I found his premise that the “I,” that self-consciousness we all experience, is a loop running in the brain. However, he doesn’t really dig deeply into what that means in terms of mental states and brain activity. He does go on about symbols in the brain, but that is totally unclear. It sounded to me like little name tags stuck to synapses.

He also failed to address a major issue surrounding the “I,” the obvious evolutionary forces that made self-consciousness necessary. We are social animals, and to be such we must read the goals, moods and actions of our group, and then make inferences about projected group behavior. Doing this would, naturally, be pointless if we couldn’t also read the same things in ourselves in order to decide if we were with the group, following them, deciding to lead them in another direction or deciding we were in the wrong group.
It is impossible to be a social animal without self reference.

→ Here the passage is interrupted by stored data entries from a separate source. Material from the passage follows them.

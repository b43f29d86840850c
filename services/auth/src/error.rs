//! Error types for the authentication service

use axum::{
    Json,
    http::StatusCode,
    response::{IntoResponse, Response},
};
use common::error::DatabaseError;
use serde_json::json;
use thiserror::Error;

/// Errors raised by user storage
#[derive(Error, Debug)]
pub enum UserError {
    /// A user with this email already exists
    #[error("User already exists")]
    EmailTaken,

    /// Password hashing or hash parsing failed
    #[error("Password hashing error: {0}")]
    Hashing(String),

    /// Database error
    #[error(transparent)]
    Database(#[from] DatabaseError),
}

/// HTTP-facing authentication errors
#[derive(Error, Debug)]
pub enum AuthError {
    /// Invalid or incomplete input
    #[error("Bad request: {0}")]
    BadRequest(String),

    /// Missing or invalid credentials
    #[error("Unauthorized: {0}")]
    Unauthorized(String),

    /// Login attempts exhausted
    #[error("Too many requests: {0}")]
    TooManyRequests(String),

    /// Internal server error
    #[error("Internal server error")]
    InternalServerError,
}

impl AuthError {
    pub fn bad_request(msg: impl Into<String>) -> Self {
        AuthError::BadRequest(msg.into())
    }

    pub fn unauthorized(msg: impl Into<String>) -> Self {
        AuthError::Unauthorized(msg.into())
    }
}

impl From<UserError> for AuthError {
    fn from(e: UserError) -> Self {
        match e {
            UserError::EmailTaken => AuthError::bad_request("User already exists."),
            other => {
                tracing::error!("User storage error: {}", other);
                AuthError::InternalServerError
            }
        }
    }
}

impl IntoResponse for AuthError {
    fn into_response(self) -> Response {
        let (status, error_message) = match self {
            AuthError::BadRequest(msg) => (StatusCode::BAD_REQUEST, msg),
            AuthError::Unauthorized(msg) => (StatusCode::UNAUTHORIZED, msg),
            AuthError::TooManyRequests(msg) => (StatusCode::TOO_MANY_REQUESTS, msg),
            AuthError::InternalServerError => (
                StatusCode::INTERNAL_SERVER_ERROR,
                "Internal server error".to_string(),
            ),
        };

        let body = Json(json!({
            "error": error_message,
        }));

        (status, body).into_response()
    }
}

/// Type alias for authentication handler results
pub type AuthResult<T> = Result<T, AuthError>;
//! Middleware for bearer token validation and authentication

use axum::{
    async_trait,
    body::Body,
    extract::{FromRequestParts, State},
    http::{Request, header::AUTHORIZATION, request::Parts},
    middleware::Next,
    response::Response,
};
use tracing::{error, warn};
use uuid::Uuid;

use crate::{
    error::AuthError,
    models::User,
    state::AuthState,
};

/// The authenticated caller, attached to the request by [`auth_middleware`]
#[derive(Debug, Clone, PartialEq, Eq)]
pub struct CurrentUser {
    pub id: Uuid,
    pub name: String,
    pub email: String,
}

impl From<&User> for CurrentUser {
    fn from(user: &User) -> Self {
        Self {
            id: user.id,
            name: user.name.clone(),
            email: user.email.clone(),
        }
    }
}

/// Extract the bearer token from an `Authorization` header value
pub fn bearer_token(header: Option<&str>) -> Option<&str> {
    header
        .and_then(|value| value.strip_prefix("Bearer "))
        .map(str::trim)
        .filter(|token| !token.is_empty())
}

/// Extract and validate the access token from the Authorization header
pub async fn auth_middleware(
    State(state): State<AuthState>,
    mut req: Request<Body>,
    next: Next,
) -> Result<Response, AuthError> {
    let header = req
        .headers()
        .get(AUTHORIZATION)
        .and_then(|header| header.to_str().ok());

    let token = bearer_token(header)
        .ok_or_else(|| AuthError::unauthorized("Not authorized, no token."))?;

    let claims = state.jwt_service.validate_access_token(token).map_err(|e| {
        warn!("Rejected access token: {}", e);
        AuthError::unauthorized("Not authorized, token failed.")
    })?;

    let user = state
        .user_repository
        .find_by_id(claims.sub)
        .await
        .map_err(|e| {
            error!("Failed to load user {}: {}", claims.sub, e);
            AuthError::InternalServerError
        })?
        .ok_or_else(|| AuthError::unauthorized("User not found."))?;

    req.extensions_mut().insert(CurrentUser::from(&user));

    Ok(next.run(req).await)
}

#[async_trait]
impl<S> FromRequestParts<S> for CurrentUser
where
    S: Send + Sync,
{
    type Rejection = AuthError;

    async fn from_request_parts(parts: &mut Parts, _state: &S) -> Result<Self, Self::Rejection> {
        parts.extensions.get::<CurrentUser>().cloned().ok_or_else(|| {
            error!("CurrentUser requested on a route without auth_middleware");
            AuthError::InternalServerError
        })
    }
}
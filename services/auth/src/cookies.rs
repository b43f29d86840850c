//! Refresh token cookie handling

use axum_extra::extract::cookie::{Cookie, SameSite};

/// Name of the httpOnly cookie carrying the refresh token
pub const REFRESH_COOKIE: &str = "refreshToken";

/// Cookie attributes that depend on the deployment environment
#[derive(Debug, Clone)]
pub struct CookieConfig {
    /// Production deployments serve the SPA cross-site over HTTPS
    pub production: bool,
}

impl CookieConfig {
    /// Create a new CookieConfig from environment variables
    ///
    /// # Environment Variables
    /// - `APP_ENV`: `production` enables `Secure` and `SameSite=None`
    pub fn from_env() -> Self {
        let production = std::env::var("APP_ENV")
            .map(|v| v.eq_ignore_ascii_case("production"))
            .unwrap_or(false);

        Self { production }
    }

    fn base(&self, value: String) -> Cookie<'static> {
        let same_site = if self.production {
            SameSite::None
        } else {
            SameSite::Lax
        };

        Cookie::build((REFRESH_COOKIE, value))
            .http_only(true)
            .secure(self.production)
            .same_site(same_site)
            .path("/")
            .build()
    }

    /// Cookie holding a freshly issued refresh token
    pub fn refresh_cookie(&self, token: &str, max_age_secs: u64) -> Cookie<'static> {
        let mut cookie = self.base(token.to_string());
        cookie.set_max_age(time::Duration::seconds(
            i64::try_from(max_age_secs).unwrap_or(i64::MAX),
        ));
        cookie
    }

    /// Expired cookie that makes the browser drop the refresh token
    pub fn clear_refresh_cookie(&self) -> Cookie<'static> {
        let mut cookie = self.base(String::new());
        cookie.make_removal();
        cookie
    }
}

#[cfg(test)]
mod tests {
    use super::*;

    #[test]
    fn test_development_cookie_attributes() {
        let config = CookieConfig { production: false };
        let cookie = config.refresh_cookie("abc", 2_592_000);

        assert_eq!(cookie.name(), REFRESH_COOKIE);
        assert_eq!(cookie.value(), "abc");
        assert_eq!(cookie.http_only(), Some(true));
        assert_eq!(cookie.secure(), Some(false));
        assert_eq!(cookie.same_site(), Some(SameSite::Lax));
        assert_eq!(cookie.path(), Some("/"));
        assert_eq!(cookie.max_age(), Some(time::Duration::days(30)));
    }

    #[test]
    fn test_production_cookie_is_cross_site() {
        let config = CookieConfig { production: true };
        let cookie = config.refresh_cookie("abc", 60);

        assert_eq!(cookie.secure(), Some(true));
        assert_eq!(cookie.same_site(), Some(SameSite::None));
    }

    #[test]
    fn test_clear_cookie_expires_immediately() {
        let config = CookieConfig { production: false };
        let cookie = config.clear_refresh_cookie();
        let header = cookie.to_string();

        assert_eq!(cookie.value(), "");
        assert_eq!(cookie.max_age(), Some(time::Duration::ZERO));
        assert!(header.starts_with("refreshToken=;"));
        assert!(header.contains("HttpOnly"));
    }
}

Another puzzling part of the book is the amount of space he spends praising mathematician Kurt Gödel. He devotes one full chapter and a big part of at least two others in what appears to be blatant hero worship. He even dwells on the fact that Gödel’s name includes the letters “god.” As part of this hero worship, he reduces the work of Bertrand Russell and Alfred Whitehead to nothing more than a springboard for Gödel’s 1931 work. The most confusing part of these Gödel pages is that Hofstadter takes a convoluted route to make a connection between Gödel and the premise of his book. I finally had to skip over sections where Gödel’s name appeared. That Hofstadter is an admitted failed mathematician might have something to do with this apparent obsession.

Hofstadter’s notion that an imperfect copy of one person’s mind can be incorporated into another, say a loved one, ignores the fact that the physical experiences, not just mental ones, shape the content of the mind, thus forever leaving each mind virtually isolated. He seems to verge on the “New Age” with these notions.

At times Hofstadter attempts to be literary, but he seems to try too hard, overdoing the extended metaphors to the point where the reader thinks, “just get on with it.”

Finally, in this 360 page book, any valuable points he makes about consciousness and self-consciousness can be found in John Searle’s 161 page, Mind, Language and Society.
However, Searle is perfectly clear, while Hofstadter leaves the reader confused.